ヘルパーさんも、本人のそういう言動に対処できず、入れ替わるようになっていきます。
でも、私の場合はなんだか不思議なのですが、初めて自分がかかわった利用者だということもあり、「この利用者さんから抜けたい」とは思いませんでした。それは今でも不思議です。
自分の思いあがりかもしれませんが、「いつかお元気になる、いつか穏やかになってくれる」そういう思いでいました。
それから何年か経ち、その方の援助も長くなってきたころ、今度はヘルパーに対しての暴言・暴力が出てきました。
つねる、たたく、足でける。それも不意うちです。だからどんどんヘルパーさんがいけなくなり、またまた私の出番となりました。
何回も爪で引っ掛かれたり、後ろを向いたら足でけられたり。
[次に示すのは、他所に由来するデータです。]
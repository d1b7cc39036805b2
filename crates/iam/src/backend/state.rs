use std::{fmt, sync::Arc};

use parking_lot::RwLock;
use tracing::info;

use super::{BackendConfig, ConfigStorage, storage::CONFIG_KEY};
use crate::error::{NotConfiguredSnafu, Result};

/// Lifecycle phase of a backend.
#[derive(Debug, Clone, Copy, PartialEq, Eq)]
pub enum BackendPhase {
    /// No configuration has been written.
    Unconfigured,
    /// A valid configuration is live.
    Configured,
    /// The configuration was withdrawn; it is kept until replaced or reset.
    Invalidated,
}

impl BackendPhase {
    /// Name for logs and errors.
    #[must_use]
    pub const fn as_str(self) -> &'static str {
        match self {
            Self::Unconfigured => "unconfigured",
            Self::Configured => "configured",
            Self::Invalidated => "invalidated",
        }
    }
}

impl fmt::Display for BackendPhase {
    fn fmt(&self, f: &mut fmt::Formatter<'_>) -> fmt::Result {
        f.write_str(self.as_str())
    }
}

#[derive(Debug)]
enum Phase {
    Unconfigured,
    Configured(Arc<BackendConfig>),
    Invalidated(Arc<BackendConfig>),
}

/// Explicit configuration state machine.
///
/// ```text
/// Unconfigured --configure--> Configured --invalidate--> Invalidated
///      ^                        ^  |                          |
///      |                        +--|------- configure --------+
///      +-------- reset ------------+--------- reset ----------+
/// ```
#[derive(Debug)]
pub struct BackendState {
    phase: RwLock<Phase>,
}

impl Default for BackendState {
    fn default() -> Self {
        Self { phase: RwLock::new(Phase::Unconfigured) }
    }
}

impl BackendState {
    /// Unconfigured state.
    #[must_use]
    pub fn new() -> Self {
        Self::default()
    }

    /// State restored from the sealed blob in `storage`, unconfigured when
    /// nothing is stored.
    ///
    /// # Errors
    ///
    /// Returns storage errors and unseal errors for corrupt or invalid blobs.
    pub fn load(storage: &dyn ConfigStorage) -> Result<Self> {
        let state = Self::new();
        if let Some(blob) = storage.get(CONFIG_KEY)? {
            state.configure(BackendConfig::unseal(&blob)?)?;
        }
        Ok(state)
    }

    /// Current phase.
    #[must_use]
    pub fn phase(&self) -> BackendPhase {
        match *self.phase.read() {
            Phase::Unconfigured => BackendPhase::Unconfigured,
            Phase::Configured(_) => BackendPhase::Configured,
            Phase::Invalidated(_) => BackendPhase::Invalidated,
        }
    }

    /// Validates `config` and makes it live, from any phase.
    ///
    /// # Errors
    ///
    /// Returns [`IamError::Config`](crate::IamError::Config); the phase is unchanged.
    pub fn configure(&self, config: BackendConfig) -> Result<()> {
        config.validate()?;
        let mut phase = self.phase.write();
        let from = phase_name(&phase);
        let changed = match &*phase {
            Phase::Configured(previous) | Phase::Invalidated(previous) => **previous != config,
            Phase::Unconfigured => true,
        };
        *phase = Phase::Configured(Arc::new(config));
        info!(from, changed, "backend configured");
        Ok(())
    }

    /// [`configure`](Self::configure), persisting the sealed blob first.
    ///
    /// # Errors
    ///
    /// Returns validation, seal and storage errors; nothing changes on error.
    pub fn configure_persisted(&self, storage: &dyn ConfigStorage, config: BackendConfig) -> Result<()> {
        config.validate()?;
        storage.put(CONFIG_KEY, &config.seal()?)?;
        self.configure(config)
    }

    /// Withdraws a live configuration. Returns whether the phase changed.
    pub fn invalidate(&self) -> bool {
        let mut phase = self.phase.write();
        let next = match &*phase {
            Phase::Configured(config) => Phase::Invalidated(Arc::clone(config)),
            _ => return false,
        };
        *phase = next;
        info!("backend configuration invalidated");
        true
    }

    /// The configuration withdrawn by [`invalidate`](Self::invalidate), while
    /// the phase is [`BackendPhase::Invalidated`].
    #[must_use]
    pub fn withdrawn(&self) -> Option<Arc<BackendConfig>> {
        match &*self.phase.read() {
            Phase::Invalidated(config) => Some(Arc::clone(config)),
            _ => None,
        }
    }

    /// Drops any configuration.
    pub fn reset(&self) {
        let mut phase = self.phase.write();
        let from = phase_name(&phase);
        *phase = Phase::Unconfigured;
        info!(from, "backend reset");
    }

    /// [`reset`](Self::reset), deleting the persisted blob first.
    ///
    /// # Errors
    ///
    /// Returns storage errors; the phase is unchanged on error.
    pub fn reset_persisted(&self, storage: &dyn ConfigStorage) -> Result<()> {
        storage.delete(CONFIG_KEY)?;
        self.reset();
        Ok(())
    }

    /// The live configuration.
    ///
    /// # Errors
    ///
    /// Returns [`IamError::NotConfigured`](crate::IamError::NotConfigured)
    /// unless the phase is [`BackendPhase::Configured`].
    pub fn live(&self) -> Result<Arc<BackendConfig>> {
        match &*self.phase.read() {
            Phase::Configured(config) => Ok(Arc::clone(config)),
            other => NotConfiguredSnafu { phase: phase_name(other) }.fail(),
        }
    }
}

fn phase_name(phase: &Phase) -> &'static str {
    match phase {
        Phase::Unconfigured => BackendPhase::Unconfigured.as_str(),
        Phase::Configured(_) => BackendPhase::Configured.as_str(),
        Phase::Invalidated(_) => BackendPhase::Invalidated.as_str(),
    }
}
はじめは驚きと痛みと怒りで、気持ちが落ち込むこともありました。ひどい時は、掴まれる腕にサポーターをしていったこともあります。怒ってやめてくださいと言ったこともあります。
でも、なかなかそれは収まることはありませんでした。
顔を引っ掛かれたり、いつまで続くのだろうかと毎日がもやもやしていました。
そうして、私も年をとる、その利用者さんも当然年をとる・・・。
あるときから、会話がなんとなくかみ合うようになってきました。
「今何時ですか?」「17時ですよ」「・・・そうですか」。それだけの会話でした。
でもその時はその日が調子が良かったんだと思って帰りました。
そしてある時から、時代劇がはじまるのを楽しみに一緒にみたり。・・・なんでだろう??
そして、「なんで??」は続くと普通になるのです。
それは、おばあさんと孫が一緒にテレビを見るそんな感じでしょうか。いつも笑うことがない利用者さんでしたが、そのころから、少しだけ笑顔をみせてくれるようになってきました。やっと穏やかになってきた、よかった。
それから数か月。
悲しい知らせをきくことになるのです。その方がご自宅でお亡くなりになったとのしらせでした。
悲しいという気持ちもありましたが、今まで一緒にすごさせてもらった瞬間瞬間がよみがえります。
なんで、最後はあんなに穏やかになったんだろう??
叩かれることが多かったから、嫌な利用者さんだと正直思っていたのですが、その倍も穏やかになった利用者さんが「いとおしい」と感じられました。まるで自分のおばあさんが亡くなって、ぽっかりと穴が開く、そんな気持ちでした。
もうたたかれることは二度とない、つねられることは二度とない、でも、それは同時に一緒にテレビを見ることはできない、もう二度と笑顔はみられないそういうことでした。
どうして、穏やかになったんだろうと今でも不思議に思います。
だれにもわからないのですが、最後まで入っていたヘルパーさんは、みんな口を合わせて言います。「最後は本当に穏やかだったよね」と。
在宅介護は、軽度の利用者の場合は長く続きます。それは7年、8年、長ければ10年以上。
ずっとその利用者に入るということは、その人の人生をずっと見続けることになります。ほとんどは、在宅生活が長く続かず、残念ながら入所される方も多いのです。
ただ、この介護期間は私達介護士の成長の場であることも事実。
本当に新人の右も左もわからないヘルパーの時代から、その利用者に働きかけができる位迄、成長する期間とも重なることがあります。その利用者さんときちんと正面から向き合うこと。
介護をするということはその人の人生の生きざまを見ること、その利用者さんとご縁があり、”その生きざまをみさせていただく”ということでもあります。
その最後の瞬間に、少しでも笑顔をみせていただけたことが私達介護士が誇れることでもあります。
今でも在宅でお亡くなりになる利用者さんの訃報を聞くたびに思い出します。